In subsequent examples, we will refer to the cache pool as ``hot-storage`` and
the backing pool as ``cold-storage``.

For cache tier configuration and default values, see 
`Pools - Set Pool Values`_.


Creating a Cache Tier
=====================

Setting up a cache tier involves associating a backing storage pool with
a cache pool ::

        ceph osd tier add {storagepool} {cachepool}

For example ::

        ceph osd tier add cold-storage hot-storage

To set the cache mode, execute the following::

        ceph osd tier cache-mode {cachepool} {cache-mode}

For example:: 

        ceph osd tier cache-mode hot-storage writeback

The cache tiers overlay the backing storage tier, so they require one
additional step: you must direct all client traffic from the storage pool to 
the cache pool.
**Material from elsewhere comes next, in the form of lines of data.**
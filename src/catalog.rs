//! Static catalogs of transaction and note categories.
//!
//! DESIGN
//! ======
//! Categories are compiled in rather than stored: transactions reference a
//! category by its string id, and ids are stable across exports so an
//! exported file can be re-imported into any instance. Both kinds carry an
//! "Other" entry with distinct ids (`9` and `15`).

use serde::{Deserialize, Serialize};

// =============================================================================
// TRANSACTION KIND
// =============================================================================

#[derive(Debug, Clone, Copy, PartialEq, Eq, Hash, Serialize, Deserialize)]
#[serde(rename_all = "lowercase")]
pub enum TransactionKind {
    Income,
    Expense,
}

impl TransactionKind {
    #[must_use]
    pub fn as_str(self) -> &'static str {
        match self {
            Self::Income => "income",
            Self::Expense => "expense",
        }
    }

    #[must_use]
    pub fn parse(raw: &str) -> Option<Self> {
        match raw.trim().to_ascii_lowercase().as_str() {
            "income" => Some(Self::Income),
            "expense" => Some(Self::Expense),
            _ => None,
        }
    }
}

// =============================================================================
// TRANSACTION CATEGORIES
// =============================================================================

#[derive(Debug, Clone, Copy, PartialEq, Eq, Serialize)]
pub struct Category {
    pub id: &'static str,
    pub name: &'static str,
    pub icon: &'static str,
    pub color: &'static str,
    #[serde(rename = "type")]
    pub kind: TransactionKind,
}

const fn expense(id: &'static str, name: &'static str, icon: &'static str, color: &'static str) -> Category {
    Category { id, name, icon, color, kind: TransactionKind::Expense }
}

const fn income(id: &'static str, name: &'static str, icon: &'static str, color: &'static str) -> Category {
    Category { id, name, icon, color, kind: TransactionKind::Income }
}

pub const EXPENSE_CATEGORIES: [Category; 9] = [
    expense("1", "Food & Dining", "🍕", "#FF6B6B"),
    expense("2", "Transportation", "🚗", "#4ECDC4"),
    expense("3", "Shopping", "🛍️", "#45B7D1"),
    expense("4", "Entertainment", "🎬", "#96CEB4"),
    expense("5", "Bills & Utilities", "⚡", "#FFEAA7"),
    expense("6", "Healthcare", "🏥", "#DDA0DD"),
    expense("7", "Education", "📚", "#F39C12"),
    expense("8", "Travel", "✈️", "#E74C3C"),
    expense("9", "Other", "💰", "#BDC3C7"),
];

pub const INCOME_CATEGORIES: [Category; 6] = [
    income("10", "Salary", "💼", "#2ECC71"),
    income("11", "Freelance", "💻", "#3498DB"),
    income("12", "Investment", "📈", "#9B59B6"),
    income("13", "Business", "🏢", "#E67E22"),
    income("14", "Gift", "🎁", "#E91E63"),
    income("15", "Other", "💰", "#27AE60"),
];

/// Color used for transactions whose category id is not in the catalog.
pub const UNKNOWN_CATEGORY_COLOR: &str = "#BDC3C7";

/// Categories for one kind, in display order.
#[must_use]
pub fn categories_for(kind: TransactionKind) -> &'static [Category] {
    match kind {
        TransactionKind::Income => &INCOME_CATEGORIES,
        TransactionKind::Expense => &EXPENSE_CATEGORIES,
    }
}

/// Every category, expenses first.
pub fn all_categories() -> impl Iterator<Item = &'static Category> {
    EXPENSE_CATEGORIES.iter().chain(INCOME_CATEGORIES.iter())
}

#[must_use]
pub fn find_category(id: &str) -> Option<&'static Category> {
    all_categories().find(|c| c.id == id)
}

/// True when `id` names a category belonging to `kind`.
#[must_use]
pub fn category_matches_kind(id: &str, kind: TransactionKind) -> bool {
    categories_for(kind).iter().any(|c| c.id == id)
}

// =============================================================================
// NOTE CATEGORIES
// =============================================================================

#[derive(Debug, Clone, Copy, PartialEq, Eq, Hash, Default, Serialize, Deserialize)]
#[serde(rename_all = "kebab-case")]
pub enum NoteCategory {
    FinancialGoal,
    BudgetPlan,
    InvestmentIdea,
    ExpenseReminder,
    #[default]
    General,
}

impl NoteCategory {
    pub const ALL: [Self; 5] =
        [Self::FinancialGoal, Self::BudgetPlan, Self::InvestmentIdea, Self::ExpenseReminder, Self::General];

    #[must_use]
    pub fn as_str(self) -> &'static str {
        match self {
            Self::FinancialGoal => "financial-goal",
            Self::BudgetPlan => "budget-plan",
            Self::InvestmentIdea => "investment-idea",
            Self::ExpenseReminder => "expense-reminder",
            Self::General => "general",
        }
    }

    #[must_use]
    pub fn parse(raw: &str) -> Option<Self> {
        Self::ALL.into_iter().find(|c| c.as_str() == raw.trim())
    }

    #[must_use]
    pub fn display_name(self) -> &'static str {
        match self {
            Self::FinancialGoal => "Financial Goal",
            Self::BudgetPlan => "Budget Plan",
            Self::InvestmentIdea => "Investment Idea",
            Self::ExpenseReminder => "Expense Reminder",
            Self::General => "General",
        }
    }

    #[must_use]
    pub fn color(self) -> &'static str {
        match self {
            Self::FinancialGoal => "#3B82F6",
            Self::BudgetPlan => "#10B981",
            Self::InvestmentIdea => "#F59E0B",
            Self::ExpenseReminder => "#EF4444",
            Self::General => "#8B5CF6",
        }
    }
}

/// Serializable view of a note category for `GET /api/notes/categories`.
#[derive(Debug, Clone, Serialize)]
pub struct NoteCategoryInfo {
    pub id: &'static str,
    pub name: &'static str,
    pub color: &'static str,
}

#[must_use]
pub fn note_categories() -> Vec<NoteCategoryInfo> {
    NoteCategory::ALL
        .into_iter()
        .map(|c| NoteCategoryInfo { id: c.as_str(), name: c.display_name(), color: c.color() })
        .collect()
}

#[cfg(test)]
#[path = "catalog_test.rs"]
mod tests;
To direct client traffic directly to the cache pool, execute 
the following:: 

        ceph osd tier set-overlay {storagepool} {cachepool}

For example:: 

        ceph osd tier set-overlay cold-storage hot-storage


Configuring a Cache Tier
========================

Cache tiers have several configuration options. You may set
cache tier configuration options with the following usage:: 

        ceph osd pool set {cachepool} {key} {value}

See `Pools - Set Pool Values`_ for details.


Target Size and Type
--------------------

Ceph's production cache tiers use a `Bloom Filter`_ for the ``hit_set_type``::

        ceph osd pool set {cachepool} hit_set_type bloom

For example::

        ceph osd pool set hot-storage hit_set_type bloom

The ``hit_set_count`` and ``hit_set_period`` define how many such HitSets to
store, and how much time each HitSet should cover. ::

        ceph osd pool set {cachepool} hit_set_count 12
        ceph osd pool set {cachepool} hit_set_period 14400
        ceph osd pool set {cachepool} target_max_bytes 1000000000000

.. note:: A larger ``hit_set_count`` results in more RAM consumed by
          the ``ceph-osd`` process.

Binning accesses over time allows Ceph to determine whether a Ceph client
accessed an object at least once, or more than once over a time period 
("age" vs "temperature").

The ``min_read_recency_for_promote`` defines how many HitSets to check for the
existence of an object when handling a read operation. The checking result is
used to decide whether to promote the object asynchronously. Its value should be
between 0 and ``hit_set_count``. If it's set to 0, the object is always promoted.
If it's set to 1, the current HitSet is checked. And if this object is in the
current HitSet, it's promoted. Otherwise not. For the other values, the exact
number of archive HitSets are checked. The object is promoted if the object is
found in any of the most recent ``min_read_recency_for_promote`` HitSets.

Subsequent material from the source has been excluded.